After the show Rebecca and Rachel Ditor exchanged on the moments when they both had cried. I asked Rebecca what she thought of Bergeron’s performance. Marcia kept pushing back Jennifer’s long hair, obviously straightened every morning as most girls of that age do these days. And Jennifer would defiantly pull it forward again. Her makeup was identical to my Rebecca’s.
Rebecca said that her performance was over-the-top and not believable. I begged to differ so I enquired as to Valsy Bergeron’s age. She is 15.

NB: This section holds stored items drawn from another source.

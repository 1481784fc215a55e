use vingthuit_db::models::{Combo, Magnitude, Parity};

use crate::predictors::AxisLabel;

fn combo(magnitude: Magnitude, parity: Parity) -> Combo {
    Combo::new(magnitude, parity)
}

/// Table d'expansion des quatre étiquettes nues (règle d'affichage
/// d'origine, exhaustive) : l'étiquette prédite plus ses deux voisines,
/// dans un ordre fixe.
fn expand_bare(label: Combo) -> Vec<Combo> {
    use Magnitude::{High, Low};
    use Parity::{Even, Odd};
    match (label.magnitude, label.parity) {
        (High, Odd) => vec![combo(High, Odd), combo(High, Even), combo(Low, Odd)],
        (High, Even) => vec![combo(High, Odd), combo(High, Even), combo(Low, Even)],
        (Low, Odd) => vec![combo(High, Odd), combo(Low, Odd), combo(Low, Even)],
        (Low, Even) => vec![combo(High, Even), combo(Low, Odd), combo(Low, Even)],
    }
}

/// Forme "axe principal + combo" : les deux combinaisons de l'axe principal
/// (ordre fixe), puis le combo s'il n'y figure pas déjà.
fn expand_primary(primary: AxisLabel, extra: Combo) -> Vec<Combo> {
    use Magnitude::{High, Low};
    use Parity::{Even, Odd};
    let mut out = match primary {
        AxisLabel::Magnitude(High) => vec![combo(High, Odd), combo(High, Even)],
        AxisLabel::Magnitude(Low) => vec![combo(Low, Even), combo(Low, Odd)],
        AxisLabel::Parity(Odd) => vec![combo(High, Odd), combo(Low, Odd)],
        AxisLabel::Parity(Even) => vec![combo(High, Even), combo(Low, Even)],
    };
    if !out.contains(&extra) {
        out.push(extra);
    }
    out
}

/// Liste des combinaisons couvertes par une étiquette de pronostic.
/// None = entrée inconnue (place-holder, texte d'erreur distant...),
/// à afficher telle quelle.
pub fn expand_labels(input: &str) -> Option<Vec<Combo>> {
    let input = input.trim();
    if let Some((left, right)) = input.split_once('+') {
        let primary = AxisLabel::parse(left)?;
        let extra = Combo::parse(right)?;
        return Some(expand_primary(primary, extra));
    }
    Combo::parse(input).map(expand_bare)
}

/// Chaîne de candidats concaténés sans séparateur, comme sur le site
/// d'origine. Les entrées inconnues passent inchangées.
pub fn expand(input: &str) -> String {
    match expand_labels(input) {
        Some(labels) => labels.iter().map(Combo::to_string).collect(),
        None => input.to_string(),
    }
}
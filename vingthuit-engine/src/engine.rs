use std::collections::HashMap;

use vingthuit_db::models::{Combo, DrawRecord, Verdict};

use crate::predictors::{killgroup, reference};
use crate::{scoring, winrate};

/// Prédiction issue du tableau tiers : l'étiquette affichable et le verdict
/// rapporté par la source elle-même. Quand elle existe pour une période,
/// elle prime sur le calcul local (qui ne sert qu'à l'affichage de repli).
#[derive(Debug, Clone, PartialEq, Eq)]
pub struct ExternalPrediction {
    pub display: String,
    pub verdict: Option<Verdict>,
}

/// Ligne de la table d'historique consommée par la couche de présentation.
#[derive(Debug, Clone)]
pub struct TableRow {
    pub section: String,
    pub open_time: String,
    pub codes: Option<[u8; 3]>,
    pub sum: Option<u16>,
    pub outcome: Option<Combo>,
    pub reference: Option<Verdict>,
    pub kill_group: Option<Verdict>,
    pub ai: Option<Verdict>,
    pub reference_rate: String,
    pub kill_group_rate: String,
    pub ai_rate: String,
}

/// État unique du moteur : l'historique des périodes et les journaux de
/// prédiction par source, rien d'autre. Aucune E/S ; tout se recalcule à
/// chaque rafraîchissement à partir de ces listes.
#[derive(Debug, Default)]
pub struct Engine {
    /// Du plus récent au plus ancien.
    records: Vec<DrawRecord>,
    kill_group: HashMap<String, ExternalPrediction>,
    ai: HashMap<String, Combo>,
}

impl Engine {
    pub fn new() -> Self {
        Self::default()
    }

    /// Remplace l'historique. La source ne garantit aucun ordre : tri stable
    /// par heure d'ouverture, du plus récent au plus ancien.
    pub fn set_records(&mut self, mut records: Vec<DrawRecord>) {
        records.sort_by(|a, b| b.open_time.cmp(&a.open_time));
        self.records = records;
    }

    pub fn records(&self) -> &[DrawRecord] {
        &self.records
    }

    pub fn latest(&self) -> Option<&DrawRecord> {
        self.records.first()
    }

    /// Période qui suit la plus récente ; None si l'identifiant n'est pas
    /// numérique ou si l'historique est vide.
    pub fn next_section(&self) -> Option<String> {
        self.latest().and_then(DrawRecord::next_section)
    }

    pub fn absorb_kill_group(&mut self, predictions: HashMap<String, ExternalPrediction>) {
        self.kill_group.extend(predictions);
    }

    pub fn record_ai(&mut self, section: &str, label: Combo) {
        self.ai.insert(section.to_string(), label);
    }

    pub fn ai_prediction(&self, section: &str) -> Option<Combo> {
        self.ai.get(section).copied()
    }

    pub fn kill_group_prediction(&self, section: &str) -> Option<&ExternalPrediction> {
        self.kill_group.get(section)
    }

    /// Étiquette "groupe à éliminer" pour une période à venir : la valeur
    /// externe si elle existe, sinon le calcul local depuis la dernière
    /// période connue.
    pub fn kill_group_display(&self, section: &str) -> Option<String> {
        if let Some(prediction) = self.kill_group.get(section) {
            return Some(prediction.display.clone());
        }
        self.latest()
            .and_then(killgroup::forecast)
            .map(|f| f.to_string())
    }

    /// Verdicts rétrospectifs de la règle référence, période par période.
    pub fn reference_verdicts(&self) -> HashMap<String, Verdict> {
        let chronological: Vec<DrawRecord> = self.records.iter().rev().cloned().collect();
        scoring::score_adjacent(&chronological, |prev| {
            reference::forecast(prev).map(|f| f.guess)
        })
    }

    fn kill_group_verdict(&self, record: &DrawRecord) -> Option<Verdict> {
        self.kill_group.get(&record.section).and_then(|p| p.verdict)
    }

    fn ai_verdict(&self, record: &DrawRecord) -> Option<Verdict> {
        let guess = self.ai.get(&record.section)?;
        scoring::verdict_against(*guess, record)
    }

    /// Instantané de présentation : une ligne par période (au plus `limit`),
    /// chaque ligne avec son propre taux de réussite sur la fenêtre des 20
    /// périodes qui la suivent.
    pub fn snapshot(&self, limit: usize) -> Vec<TableRow> {
        let reference = self.reference_verdicts();

        self.records
            .iter()
            .take(limit)
            .enumerate()
            .map(|(i, record)| {
                let codes = if record.has_codes() {
                    Some([record.codes[0], record.codes[1], record.codes[2]])
                } else {
                    None
                };
                TableRow {
                    section: record.section.clone(),
                    open_time: record.open_time.clone(),
                    codes,
                    sum: record.sum(),
                    outcome: record.outcome(),
                    reference: reference.get(&record.section).copied(),
                    kill_group: self.kill_group_verdict(record),
                    ai: self.ai_verdict(record),
                    reference_rate: winrate::rolling_win_rate(
                        &self.records,
                        i,
                        winrate::DEFAULT_WINDOW,
                        |r| reference.get(&r.section).copied(),
                    ),
                    kill_group_rate: winrate::rolling_win_rate(
                        &self.records,
                        i,
                        winrate::DEFAULT_WINDOW,
                        |r| self.kill_group_verdict(r),
                    ),
                    ai_rate: winrate::rolling_win_rate(
                        &self.records,
                        i,
                        winrate::DEFAULT_WINDOW,
                        |r| self.ai_verdict(r),
                    ),
                }
            })
            .collect()
    }
}

/// Compte à rebours local piloté par un tic d'une seconde, resynchronisé sur
/// la valeur serveur à chaque rafraîchissement.
#[derive(Debug, Clone, Copy, Default)]
pub struct Countdown {
    remaining: u32,
}

impl Countdown {
    pub fn sync(&mut self, seconds: u32) {
        self.remaining = seconds;
    }

    /// Décrémente d'une seconde ; true quand le compte atteint zéro (signal
    /// de rafraîchissement).
    pub fn tick(&mut self) -> bool {
        self.remaining = self.remaining.saturating_sub(1);
        self.remaining == 0
    }

    pub fn remaining(&self) -> u32 {
        self.remaining
    }

    pub fn format_mmss(&self) -> String {
        format!("{:02}:{:02}", self.remaining / 60, self.remaining % 60)
    }
}

#[cfg(test)]
mod tests {
    use super::*;

    fn record(section: &str, codes: &[u8], minute: u32) -> DrawRecord {
        DrawRecord {
            section: section.to_string(),
            codes: codes.to_vec(),
            open_time: format!("2026-08-29 10:{:02}:00", minute),
        }
    }

    fn engine_with_history() -> Engine {
        let mut engine = Engine::new();
        // Fournies en désordre : le moteur doit trier lui-même.
        engine.set_records(vec![
            record("3302", &[5, 9, 0], 1), // high-even
            record("3301", &[5, 9, 3], 0), // high-odd
            record("3303", &[1, 1, 1], 2), // low-odd
        ]);
        engine
    }

    #[test]
    fn test_set_records_sorts_newest_first() {
        let engine = engine_with_history();
        let sections: Vec<_> = engine.records().iter().map(|r| r.section.as_str()).collect();
        assert_eq!(sections, vec!["3303", "3302", "3301"]);
        assert_eq!(engine.next_section(), Some("3304".to_string()));
    }

    #[test]
    fn test_snapshot_reference_columns() {
        let engine = engine_with_history();
        let rows = engine.snapshot(10);
        assert_eq!(rows.len(), 3);

        // 3301 prédit low-even pour 3302 ; réel high-even -> hit.
        // 3302 prédit low-even pour 3303 ; réel low-odd -> hit.
        assert_eq!(rows[0].section, "3303");
        assert_eq!(rows[0].reference, Some(Verdict::Hit));
        assert_eq!(rows[1].reference, Some(Verdict::Hit));
        assert_eq!(rows[2].reference, None); // pas de période précédente
        assert_eq!(rows[0].reference_rate, "100.0%");
        assert_eq!(rows[2].reference_rate, "--");
    }

    #[test]
    fn test_snapshot_ai_verdicts() {
        let mut engine = engine_with_history();
        engine.record_ai("3303", Combo::parse("high-odd").unwrap()); // réel low-odd -> hit (parité)
        engine.record_ai("3302", Combo::parse("low-odd").unwrap()); // réel high-even -> miss

        let rows = engine.snapshot(10);
        assert_eq!(rows[0].ai, Some(Verdict::Hit));
        assert_eq!(rows[1].ai, Some(Verdict::Miss));
        assert_eq!(rows[2].ai, None);
        assert_eq!(rows[0].ai_rate, "50.0%");
    }

    #[test]
    fn test_kill_group_external_precedence() {
        let mut engine = engine_with_history();
        let mut external = HashMap::new();
        external.insert(
            "3303".to_string(),
            ExternalPrediction {
                display: "odd + high-even".to_string(),
                verdict: Some(Verdict::Miss),
            },
        );
        engine.absorb_kill_group(external);

        // La valeur externe prime, verdict rapporté compris.
        assert_eq!(
            engine.kill_group_display("3303"),
            Some("odd + high-even".to_string())
        );
        let rows = engine.snapshot(10);
        assert_eq!(rows[0].kill_group, Some(Verdict::Miss));
        assert_eq!(rows[1].kill_group, None);

        // Pas de valeur externe pour 3304 : repli sur le calcul local
        // depuis la dernière période (1,1,1).
        let local = engine.kill_group_display("3304").unwrap();
        assert_eq!(local, killgroup::forecast(engine.latest().unwrap()).unwrap().to_string());
    }

    #[test]
    fn test_snapshot_insufficient_row() {
        let mut engine = Engine::new();
        engine.set_records(vec![record("3301", &[7], 0)]);
        let rows = engine.snapshot(10);
        assert_eq!(rows[0].codes, None);
        assert_eq!(rows[0].sum, None);
        assert_eq!(rows[0].outcome, None);
        assert_eq!(rows[0].reference, None);
    }

    #[test]
    fn test_countdown() {
        let mut countdown = Countdown::default();
        countdown.sync(210);
        assert_eq!(countdown.format_mmss(), "03:30");
        assert!(!countdown.tick());
        assert_eq!(countdown.remaining(), 209);

        countdown.sync(1);
        assert!(countdown.tick());
        assert!(countdown.tick()); // reste à zéro
        assert_eq!(countdown.format_mmss(), "00:00");
    }
}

The Patron Saint of Stanley Park will not only entertain and transfer lots of Christmas spirit and cheer in your direction but it will also teach you a few most relevant things if there are any teenagers in your family. As I left the play I thought that only three years before I had photographed my Rebecca holding Lilly the Cat in front of a Tiko Kerr painting that featured a DeHavilland Beaver taking off from the very area that our ghostly Kevin did a few Christmas Eve’s ago.
Perhaps Rebecca’s play-induced catharsis will soften her up a bit and while she might not pose with that stuffed cat, like the children in the play, she will return to me happy again, with no kicking and crying and with her digital device tucked away for a while.
The Patron Saint of Stanley Park at the Revue Stage in Granville Island plays until December 24.